Os favelados espalhados pela cidade são uma merecida, estrepitosa, dolorida bofetada moral em cada paulistano.

Fazia tempo que não vinha a São Paulo, e um passeio pela cidade deixa claro o quanto a cidade vem sendo mal administrada ao longo dos tempos por um conjunto de prefeitos de diversas siglas.
Não vou falar no caos do trânsito, ou em outros transtornos típicos das grandes metrópoles. Mesmo Londres, com seu magnífico ônibus duplo e igualmente esplêndido metrô, é objeto de congestionamentos enlouquecedores.
Me detenho numa questão particular, que deveria ter o efeito de uma bofetada moral na cara de nós, paulistanos: as favelas que fazem parte da paisagem e são um símbolo dolorido da iniquidade de São Paulo. (Atenção: estamos falando em acabar com as favelas, e não com os favelados. Lacerda, quando governou o Rio há meio século, foi suspeito de querer erradicar a mendigagem carioca matando os mendigos.)
A pergunta: dá para aceitar isso? Até quando? É um caso insolúvel? Por quê?
Não vi a mídia paulistana erguer uma bandeira séria contra isso, ao longo dos anos. E não sei se haveria outra mais importante.
Se eu tivesse que fazer uma única pergunta aos candidatos à prefeitura seria esta: como o senhor planeja, concretamente, desfavelizar São Paulo? Anotaria as respostas e fiscalizaria a execução das soluções ao longo do mandato.
Sucessivos prefeitos e governadores ignoraram o problema. Quando apareceu um projeto, era mais uma pataquada do que uma resposta ao drama: os conjuntos de Maluf conhecidos como Singapura. Foi o triunfo da embalagem sobre o conteúdo. Basta ver o que deu deles.
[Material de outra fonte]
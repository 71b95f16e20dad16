//! L3: the twelve-step ordered session driver.
//!
//! Reordering these steps is illegal — the radio's own state machine
//! requires exactly this progression (spec.md §4.4). This module only
//! pushes/pulls raw bytes; the binary codec layer (`blocks`) and document
//! binding (`document`) give those bytes meaning.

use tokio_util::sync::CancellationToken;

use crate::error::{Error, Result};
use crate::frame::send_receive;
use crate::transport::Transport;

const HANDSHAKE_MAGIC: &[u8] = b"PROGRAMJC8810DU";
const DEFAULT_PASSWORD: [u8; 6] = [0xFF; 6];

const CMD_HANDSHAKE: u8 = 0x02;
const CMD_PASSWORD: u8 = 0x05;
const CMD_VERSION: u8 = 0x46;
const CMD_DTMF_READ: u8 = 0x16;
const CMD_DTMF_WRITE: u8 = 0x36;
const CMD_KEYS_READ: u8 = 0x15;
const CMD_KEYS_WRITE: u8 = 0x35;
const CMD_CONTACTS_READ: u8 = 0x13;
const CMD_CONTACTS_WRITE: u8 = 0x33;
const CMD_RXGROUPS_READ: u8 = 0x14;
const CMD_RXGROUPS_WRITE: u8 = 0x34;
const CMD_CHANNELS_READ: u8 = 0x10;
const CMD_CHANNELS_WRITE: u8 = 0x30;
const CMD_VFO_READ: u8 = 0x11;
const CMD_VFO_WRITE: u8 = 0x31;
const CMD_OPTIONS_READ: u8 = 0x12;
const CMD_OPTIONS_WRITE: u8 = 0x32;
const CMD_BASIC_INFO_READ: u8 = 0x19;
const CMD_BASIC_INFO_WRITE: u8 = 0x39;
const CMD_END_SESSION: u8 = 0x01;

const VERSION_LEN: usize = 128;
const DTMF_LEN: usize = 272;
const KEYS_LEN: usize = 264;
const CONTACTS_PACKETS: u16 = 80;
const CONTACTS_PACKET_LEN: usize = 800;
const RXGROUPS_PACKETS: u16 = 4;
const RXGROUPS_PACKET_LEN: usize = 1024;
const CHANNELS_PACKETS: u16 = 64;
const CHANNELS_PACKET_LEN: usize = 1024;
const VFO_LEN: usize = 128;
const OPTIONS_LEN: usize = 64;
const BASIC_INFO_LEN: usize = 64;

/// Time to wait for the radio to restart after a write session closes,
/// before performing the verify re-read (spec.md §4.4).
pub const POST_WRITE_RESTART_DELAY: std::time::Duration = std::time::Duration::from_secs(10);

/// Raw bytes of all ten codeplug blocks, sized exactly as spec.md §6
/// documents. The hand-off between the wire layer and the codec layer.
#[derive(Debug, Clone)]
pub struct SessionPayloads {
    pub version: Vec<u8>,
    pub dtmf: Vec<u8>,
    pub keys: Vec<u8>,
    pub contacts: Vec<Vec<u8>>,
    pub rx_groups: Vec<Vec<u8>>,
    pub channels: Vec<Vec<u8>>,
    pub vfo: Vec<u8>,
    pub options: Vec<u8>,
    pub basic_info: Vec<u8>,
}

impl SessionPayloads {
    /// All-`0xFF` payloads of the documented sizes, suitable as a write
    /// skeleton before codec output overwrites each field.
    pub fn empty() -> Self {
        Self {
            version: vec![0xFF; VERSION_LEN],
            dtmf: vec![0xFF; DTMF_LEN],
            keys: vec![0xFF; KEYS_LEN],
            contacts: vec![vec![0xFF; CONTACTS_PACKET_LEN]; CONTACTS_PACKETS as usize],
            rx_groups: vec![vec![0xFF; RXGROUPS_PACKET_LEN]; RXGROUPS_PACKETS as usize],
            channels: vec![vec![0xFF; CHANNELS_PACKET_LEN]; CHANNELS_PACKETS as usize],
            vfo: vec![0xFF; VFO_LEN],
            options: vec![0xFF; OPTIONS_LEN],
            basic_info: vec![0xFF; BASIC_INFO_LEN],
        }
    }
}

/// `{phase, packet_index, total_packets}` reported to an optional observer
/// as the session progresses (spec.md §4.4).
pub trait ProgressObserver: Send + Sync {
    fn on_progress(&self, phase: &str, packet_index: usize, total_packets: usize);
}

/// An observer that does nothing; the default when the caller supplies none.
pub struct NoopObserver;

impl ProgressObserver for NoopObserver {
    fn on_progress(&self, _phase: &str, _packet_index: usize, _total_packets: usize) {}
}

fn expect_len(path: &str, frame_payload: &[u8], expected: usize) -> Result<()> {
    if frame_payload.len() != expected {
        return Err(Error::Protocol(format!(
            "{path}: expected {expected} byte response, got {}",
            frame_payload.len()
        )));
    }
    Ok(())
}

async fn handshake(transport: &mut Transport, cancel: &CancellationToken) -> Result<()> {
    send_receive(transport, CMD_HANDSHAKE, 0, HANDSHAKE_MAGIC, cancel).await?;
    Ok(())
}

async fn password(transport: &mut Transport, cancel: &CancellationToken) -> Result<()> {
    send_receive(transport, CMD_PASSWORD, 0, &DEFAULT_PASSWORD, cancel).await?;
    Ok(())
}

async fn get_version(transport: &mut Transport, cancel: &CancellationToken) -> Result<Vec<u8>> {
    let frame = send_receive(transport, CMD_VERSION, 0, &[], cancel).await?;
    expect_len("version", &frame.payload, VERSION_LEN)?;
    Ok(frame.payload)
}

/// Read a fixed-size single-packet block (DTMF, keys, VFO, options, basic info).
async fn read_single(
    transport: &mut Transport,
    cmd: u8,
    len: usize,
    path: &str,
    cancel: &CancellationToken,
) -> Result<Vec<u8>> {
    let frame = send_receive(transport, cmd, 0, &[], cancel).await?;
    expect_len(path, &frame.payload, len)?;
    Ok(frame.payload)
}

async fn write_single(
    transport: &mut Transport,
    cmd: u8,
    payload: &[u8],
    cancel: &CancellationToken,
) -> Result<()> {
    send_receive(transport, cmd, 0, payload, cancel).await?;
    Ok(())
}

/// Read a multi-packet block across `packets` sequence numbers, each of
/// exactly `packet_len` bytes.
async fn read_packets(
    transport: &mut Transport,
    cmd: u8,
    packets: u16,
    packet_len: usize,
    phase: &str,
    path: &str,
    progress: &dyn ProgressObserver,
    cancel: &CancellationToken,
) -> Result<Vec<Vec<u8>>> {
    let mut out = Vec::with_capacity(packets as usize);
    for seq in 0..packets {
        let frame = send_receive(transport, cmd, seq, &[], cancel).await?;
        expect_len(path, &frame.payload, packet_len)?;
        out.push(frame.payload);
        progress.on_progress(phase, seq as usize + 1, packets as usize);
    }
    Ok(out)
}

async fn write_packets(
    transport: &mut Transport,
    cmd: u8,
    packets: &[Vec<u8>],
    phase: &str,
    progress: &dyn ProgressObserver,
    cancel: &CancellationToken,
) -> Result<()> {
    let total = packets.len();
    for (seq, packet) in packets.iter().enumerate() {
        send_receive(transport, cmd, seq as u16, packet, cancel).await?;
        progress.on_progress(phase, seq + 1, total);
    }
    Ok(())
}

async fn end_session(transport: &mut Transport, cancel: &CancellationToken) -> Result<()> {
    send_receive(transport, CMD_END_SESSION, 0, &[0x00, 0x00], cancel).await?;
    Ok(())
}

/// Execute steps 1–12 in order with read opcodes.
pub async fn read_session(
    transport: &mut Transport,
    progress: &dyn ProgressObserver,
    cancel: &CancellationToken,
) -> Result<SessionPayloads> {
    handshake(transport, cancel).await?;
    password(transport, cancel).await?;
    let version = get_version(transport, cancel).await?;

    let dtmf = read_single(transport, CMD_DTMF_READ, DTMF_LEN, "dtmf", cancel).await?;
    let keys = read_single(transport, CMD_KEYS_READ, KEYS_LEN, "keys", cancel).await?;

    let contacts = read_packets(
        transport,
        CMD_CONTACTS_READ,
        CONTACTS_PACKETS,
        CONTACTS_PACKET_LEN,
        "contacts",
        "contacts",
        progress,
        cancel,
    )
    .await?;

    let rx_groups = read_packets(
        transport,
        CMD_RXGROUPS_READ,
        RXGROUPS_PACKETS,
        RXGROUPS_PACKET_LEN,
        "rx_groups",
        "rx_groups",
        progress,
        cancel,
    )
    .await?;

    let channels = read_packets(
        transport,
        CMD_CHANNELS_READ,
        CHANNELS_PACKETS,
        CHANNELS_PACKET_LEN,
        "channels",
        "channels",
        progress,
        cancel,
    )
    .await?;

    let vfo = read_single(transport, CMD_VFO_READ, VFO_LEN, "vfo", cancel).await?;
    let options = read_single(transport, CMD_OPTIONS_READ, OPTIONS_LEN, "options", cancel).await?;
    let basic_info = read_single(
        transport,
        CMD_BASIC_INFO_READ,
        BASIC_INFO_LEN,
        "basic_info",
        cancel,
    )
    .await?;

    end_session(transport, cancel).await?;

    Ok(SessionPayloads {
        version,
        dtmf,
        keys,
        contacts,
        rx_groups,
        channels,
        vfo,
        options,
        basic_info,
    })
}

/// Execute steps 1–3 (handshake, password, version), 4–10 with write
/// opcodes, optionally step 11, then step 12. After closing, wait
/// `POST_WRITE_RESTART_DELAY` and perform a full verify read.
///
/// `write_basic_info` corresponds to the CLI's `--basic-info` opt-in
/// (spec.md §4.4 step 11: "write only when caller explicitly opts in").
pub async fn write_session(
    transport: &mut Transport,
    payloads: &SessionPayloads,
    write_basic_info: bool,
    progress: &dyn ProgressObserver,
    cancel: &CancellationToken,
) -> Result<()> {
    handshake(transport, cancel).await?;
    password(transport, cancel).await?;
    let _version = get_version(transport, cancel).await?;

    write_single(transport, CMD_DTMF_WRITE, &payloads.dtmf, cancel).await?;
    write_single(transport, CMD_KEYS_WRITE, &payloads.keys, cancel).await?;

    write_packets(
        transport,
        CMD_CONTACTS_WRITE,
        &payloads.contacts,
        "contacts",
        progress,
        cancel,
    )
    .await?;

    write_packets(
        transport,
        CMD_RXGROUPS_WRITE,
        &payloads.rx_groups,
        "rx_groups",
        progress,
        cancel,
    )
    .await?;

    write_packets(
        transport,
        CMD_CHANNELS_WRITE,
        &payloads.channels,
        "channels",
        progress,
        cancel,
    )
    .await?;

    write_single(transport, CMD_VFO_WRITE, &payloads.vfo, cancel).await?;
    write_single(transport, CMD_OPTIONS_WRITE, &payloads.options, cancel).await?;

    if write_basic_info {
        write_single(transport, CMD_BASIC_INFO_WRITE, &payloads.basic_info, cancel).await?;
    }

    end_session(transport, cancel).await?;

    tokio::select! {
        biased;
        _ = cancel.cancelled() => return Err(Error::Transport("cancelled during post-write restart delay".into())),
        _ = tokio::time::sleep(POST_WRITE_RESTART_DELAY) => {}
    }

    // The driver reports success only if the verify read completes cleanly;
    // per spec.md §9 this does not byte-compare intended vs. observed
    // payloads (that is `Error::Verification`'s reserved future role).
    read_session(transport, progress, cancel).await?;

    Ok(())
}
Em 1973, segundo um livro citado num link trazido ao Diário pelo leitor Paulo Simões, a população favelada paulistana era cerca de 1% do total. Hoje é mais de 10%.
De prefeitos e governadores arquiconservadores como Maluf não se deveria esperar muito mesmo. Mas e dos demais? Não sei se prefeitos do PT fizeram alguma coisa relevante nesse campo. Imagino que não. Basta olhar a cidade. Mas admito a hipótese de que não tenham tido tempo suficiente para fazer algo de expressivo nesse campo. Hipótese, repito.
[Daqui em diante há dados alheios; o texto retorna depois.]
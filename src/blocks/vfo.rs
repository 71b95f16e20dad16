//! VFO block (128 bytes = two 64-byte banks, CMD `0x11`/`0x31`). Shares
//! the channel record's field layout; differences are documented in
//! SPEC_FULL.md §4.5a: a `step` enum replaces `learnFhss`, there is no
//! scan-add bit, and there is no FHSS region.

use serde::{Deserialize, Serialize};

use crate::error::{Error, Result};
use crate::field::{
    decode_frequency, decode_gb2312_field, decode_sub_audio, encode_frequency,
    encode_gb2312_field, encode_sub_audio, SubAudio,
};

pub const LEN: usize = 128;
const BANK_LEN: usize = 64;
const NAME_START: usize = 32;
const NAME_WIDTH: usize = 12;

const BANK_A_DEFAULT_MHZ: f64 = 136.125;
const BANK_B_DEFAULT_MHZ: f64 = 400.125;

const STEPS_KHZ: [f64; 8] = [2.5, 5.0, 6.25, 10.0, 12.5, 20.0, 25.0, 50.0];

/// Unrecognized document strings fall back to `Mid` (spec.md §4.7).
#[derive(Debug, Clone, Copy, PartialEq, Eq, Serialize, Deserialize)]
pub enum Power {
    Low,
    High,
    #[serde(other)]
    Mid,
}

impl Power {
    fn from_nibble(path: &str, n: u8) -> Result<Self> {
        match n {
            0 => Ok(Self::Low),
            1 => Ok(Self::Mid),
            2 => Ok(Self::High),
            other => Err(Error::codec(path, format!("{other} is not a valid power level"))),
        }
    }

    fn to_nibble(self) -> u8 {
        match self {
            Self::Low => 0,
            Self::Mid => 1,
            Self::High => 2,
        }
    }
}

/// Unrecognized document strings fall back to `Wide` (spec.md §4.7).
#[derive(Debug, Clone, Copy, PartialEq, Eq, Serialize, Deserialize)]
pub enum Bandwidth {
    Narrow,
    #[serde(other)]
    Wide,
}

impl Bandwidth {
    fn from_nibble(path: &str, n: u8) -> Result<Self> {
        match n {
            0 => Ok(Self::Narrow),
            1 => Ok(Self::Wide),
            other => Err(Error::codec(path, format!("{other} is not a valid bandwidth"))),
        }
    }

    fn to_nibble(self) -> u8 {
        match self {
            Self::Narrow => 0,
            Self::Wide => 1,
        }
    }
}

fn step_from_khz(path: &str, khz: f64) -> Result<u8> {
    STEPS_KHZ
        .iter()
        .position(|&s| (s - khz).abs() < 1e-9)
        .map(|i| i as u8)
        .ok_or_else(|| Error::codec(path, format!("{khz} kHz is not a valid VFO step")))
}

fn step_to_khz(path: &str, index: u8) -> Result<f64> {
    STEPS_KHZ
        .get(index as usize)
        .copied()
        .ok_or_else(|| Error::codec(path, format!("step index {index} out of range")))
}

#[derive(Debug, Clone, PartialEq, Serialize, Deserialize)]
#[serde(rename_all = "camelCase")]
pub struct VfoBank {
    #[serde(with = "crate::field::mhz_string")]
    pub rx_freq_mhz: f64,
    #[serde(with = "crate::field::mhz_string")]
    pub tx_freq_mhz: f64,
    pub rx_sub_audio: SubAudio,
    pub tx_sub_audio: SubAudio,
    pub power: Power,
    pub bandwidth: Bandwidth,
    pub step_khz: f64,
    pub name: String,
}

#[derive(Debug, Clone, PartialEq, Serialize, Deserialize)]
#[serde(rename_all = "camelCase")]
pub struct Vfo {
    pub bank_a: VfoBank,
    pub bank_b: VfoBank,
}

fn encode_bank(path: &str, bank: &VfoBank) -> Result<[u8; BANK_LEN]> {
    let mut out = [0xFFu8; BANK_LEN];
    out[0..4].copy_from_slice(&encode_frequency(path, bank.rx_freq_mhz)?);
    out[4..8].copy_from_slice(&encode_frequency(path, bank.tx_freq_mhz)?);
    out[8..10].copy_from_slice(&encode_sub_audio(path, &bank.rx_sub_audio)?);
    out[10..12].copy_from_slice(&encode_sub_audio(path, &bank.tx_sub_audio)?);
    out[12] = bank.power.to_nibble();
    out[13] = bank.bandwidth.to_nibble();
    out[23] = step_from_khz(path, bank.step_khz)?;
    let name = encode_gb2312_field(path, &bank.name, NAME_WIDTH)?;
    out[NAME_START..NAME_START + NAME_WIDTH].copy_from_slice(&name);
    Ok(out)
}

fn decode_bank(path: &str, bytes: &[u8], default_mhz: f64) -> Result<VfoBank> {
    let substitute = |raw: [u8; 4]| {
        if raw == [0x00; 4] || raw == [0xFF; 4] {
            default_mhz
        } else {
            decode_frequency(raw)
        }
    };

    let rx_freq_mhz = substitute([bytes[0], bytes[1], bytes[2], bytes[3]]);
    let tx_freq_mhz = substitute([bytes[4], bytes[5], bytes[6], bytes[7]]);
    let rx_sub_audio = decode_sub_audio([bytes[8], bytes[9]]);
    let tx_sub_audio = decode_sub_audio([bytes[10], bytes[11]]);
    let power = Power::from_nibble(path, bytes[12] & 0x0F)?;
    let bandwidth = Bandwidth::from_nibble(path, bytes[13] & 0x0F)?;
    let step_khz = step_to_khz(path, bytes[23] & 0x0F)?;
    let name = decode_gb2312_field(&bytes[NAME_START..NAME_START + NAME_WIDTH]);

    Ok(VfoBank {
        rx_freq_mhz,
        tx_freq_mhz,
        rx_sub_audio,
        tx_sub_audio,
        power,
        bandwidth,
        step_khz,
        name,
    })
}

pub fn encode(path: &str, vfo: &Vfo) -> Result<[u8; LEN]> {
    let mut out = [0xFFu8; LEN];
    out[0..BANK_LEN].copy_from_slice(&encode_bank(path, &vfo.bank_a)?);
    out[BANK_LEN..LEN].copy_from_slice(&encode_bank(path, &vfo.bank_b)?);
    Ok(out)
}

pub fn decode(path: &str, bytes: &[u8]) -> Result<Vfo> {
    if bytes.len() != LEN {
        return Err(Error::codec(
            path,
            format!("vfo block must be {LEN} bytes, got {}", bytes.len()),
        ));
    }
    let bank_a = decode_bank(path, &bytes[0..BANK_LEN], BANK_A_DEFAULT_MHZ)?;
    let bank_b = decode_bank(path, &bytes[BANK_LEN..LEN], BANK_B_DEFAULT_MHZ)?;
    Ok(Vfo { bank_a, bank_b })
}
O benefício da dúvida não se aplica ao PSDB, tão dominante no Estado de São Paulo. A fama de grandes gestores da cúpula do PSDB é fortemente desafiada pelas favelas de São Paulo. Desde 1995 os paulistas são governados pelo PSDB. O que foi feito para mitigar a chaga urbana da principal cidade do Estado?
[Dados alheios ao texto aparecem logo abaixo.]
//! L2: frame layout and the send/receive retry state machine.
//!
//! Frame layout (8 + N bytes total):
//!
//! ```text
//! [0]         SOF  = 0xA5
//! [1]         CMD
//! [2..3]      SEQ      big-endian u16
//! [4..5]      LEN = N  big-endian u16
//! [6..6+N-1]  PAYLOAD
//! [6+N..+1]   CRC-16   big-endian, over bytes [1..5+N]
//! ```

use tokio_util::sync::CancellationToken;

use crate::crc::crc16;
use crate::error::{Error, Result};
use crate::transport::Transport;

/// Start-of-frame sentinel.
pub const SOF: u8 = 0xA5;
/// Negative-acknowledgement command byte. Dropped silently by the retry
/// loop; it carries no useful information but does not constitute success.
pub const NAK_CMD: u8 = 0xEE;

const RESPONSE_WINDOW: std::time::Duration = std::time::Duration::from_millis(1000);
/// 3 retries, 4 total attempts.
const MAX_ATTEMPTS: u32 = 4;
/// LEN is a 2-byte field; this is its structural ceiling (spec.md §4.3
/// allows implementations to cap at 65535, which a u16 already enforces).
const MAX_PAYLOAD_LEN: usize = 65535;

#[derive(Debug, Clone)]
pub struct Frame {
    pub cmd: u8,
    pub seq: u16,
    pub payload: Vec<u8>,
}

impl Frame {
    pub fn new(cmd: u8, seq: u16, payload: impl Into<Vec<u8>>) -> Self {
        Self {
            cmd,
            seq,
            payload: payload.into(),
        }
    }

    /// Serialize to the exact wire bytes, including SOF and trailing CRC.
    pub fn to_bytes(&self) -> Vec<u8> {
        let len = self.payload.len() as u16;
        let mut body = Vec::with_capacity(5 + self.payload.len());
        body.push(self.cmd);
        body.extend_from_slice(&self.seq.to_be_bytes());
        body.extend_from_slice(&len.to_be_bytes());
        body.extend_from_slice(&self.payload);

        let crc = crc16(&body);

        let mut out = Vec::with_capacity(1 + body.len() + 2);
        out.push(SOF);
        out.extend_from_slice(&body);
        out.extend_from_slice(&crc.to_be_bytes());
        out
    }
}

enum RecvError {
    Timeout,
    Crc,
    Malformed,
    Other(Error),
}

impl From<Error> for RecvError {
    fn from(e: Error) -> Self {
        RecvError::Other(e)
    }
}

/// S1 scan-for-SOF / S2 header / S3 body, run once. Does not interpret NAK;
/// that's the caller's job, since a NAK still counts as "no timeout this
/// attempt."
async fn read_one_frame(
    transport: &mut Transport,
    cancel: &CancellationToken,
) -> std::result::Result<Frame, RecvError> {
    // S1: Scan-for-SOF.
    loop {
        let byte = transport.read_byte(cancel).await?;
        if byte == SOF {
            break;
        }
    }

    // S2: Header — CMD, SEQ_hi, SEQ_lo, LEN_hi, LEN_lo.
    let header = transport.read_exact(5, cancel).await?;
    let cmd = header[0];
    let seq = u16::from_be_bytes([header[1], header[2]]);
    let len = u16::from_be_bytes([header[3], header[4]]) as usize;

    if len > MAX_PAYLOAD_LEN {
        return Err(RecvError::Malformed);
    }

    // S3: Body — LEN + 2 (payload, then CRC).
    let body = transport.read_exact(len + 2, cancel).await?;
    let payload = body[..len].to_vec();
    let crc_received = u16::from_be_bytes([body[len], body[len + 1]]);

    let mut crc_input = Vec::with_capacity(5 + len);
    crc_input.push(cmd);
    crc_input.extend_from_slice(&header[1..5]);
    crc_input.extend_from_slice(&payload);

    if crc16(&crc_input) != crc_received {
        return Err(RecvError::Crc);
    }

    Ok(Frame { cmd, seq, payload })
}

/// Wait up to `RESPONSE_WINDOW` for a non-NAK frame, dropping any NAK frames
/// observed within the window without resetting the window.
async fn wait_for_response(
    transport: &mut Transport,
    cancel: &CancellationToken,
) -> std::result::Result<Frame, RecvError> {
    let fut = async {
        loop {
            let frame = read_one_frame(transport, cancel).await?;
            if frame.cmd == NAK_CMD {
                continue;
            }
            return Ok(frame);
        }
    };

    match tokio::time::timeout(RESPONSE_WINDOW, fut).await {
        Ok(result) => result,
        Err(_) => Err(RecvError::Timeout),
    }
}

/// Build, transmit, and await a response to one request, with the framing
/// layer's retry/timeout policy (spec.md §4.3):
///
/// 1. Build and transmit the frame.
/// 2. Wait up to 1000ms. NAK frames are dropped without resetting the clock.
/// 3. On timeout: flush input, retransmit. Up to 3 retries (4 attempts).
/// 4. On CRC mismatch: fail immediately, no retry.
pub async fn send_receive(
    transport: &mut Transport,
    cmd: u8,
    seq: u16,
    payload: &[u8],
    cancel: &CancellationToken,
) -> Result<Frame> {
    let request = Frame::new(cmd, seq, payload.to_vec()).to_bytes();

    for attempt in 0..MAX_ATTEMPTS {
        transport.write(&request, cancel).await?;

        match wait_for_response(transport, cancel).await {
            Ok(frame) => return Ok(frame),
            Err(RecvError::Crc) => {
                return Err(Error::Protocol("CRC mismatch in response frame".into()));
            }
            Err(RecvError::Malformed) => {
                return Err(Error::Protocol("malformed length in response frame".into()));
            }
            Err(RecvError::Other(e)) => return Err(e),
            Err(RecvError::Timeout) => {
                if attempt + 1 == MAX_ATTEMPTS {
                    return Err(Error::Protocol(format!(
                        "retry exhausted after {MAX_ATTEMPTS} attempts (cmd=0x{cmd:02X} seq={seq})"
                    )));
                }
                transport.discard_input()?;
            }
        }
    }

    unreachable!("loop either returns or errors on its final attempt")
}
São Paulo era melhor, naturalmente, quando não tinha favelas. A favelização da cidade veio nos últimos cinquenta anos, depois que a ditadura militar estabeleceu as bases de um modelo econômico que sob a pretensa fachada modernizante atrasou barbaramente a caminhada do país rumo a uma sociedade harmoniosa, menos desigual.
O Estado brasileiro – na instância municipal, estadual e federal – se tornou, nos mais de vinte anos de regime militar, uma babá das empresas brasileiras, o que retardou enormemente o avanço do capitalismo no país. Deu-lhes reserva de mercado (o que promoveu a ineficiência delas), dinheiro fácil do contribuinte pelo BNDE em casos de quebra e esqueceu dívidas multimilionárias quando atreladas ao Banco do Brasil.
Para o resto, a babá foi bem menos generosa. Em São Paulo, o reflexo disso se manifestou, de forma conspícua, nas favelas.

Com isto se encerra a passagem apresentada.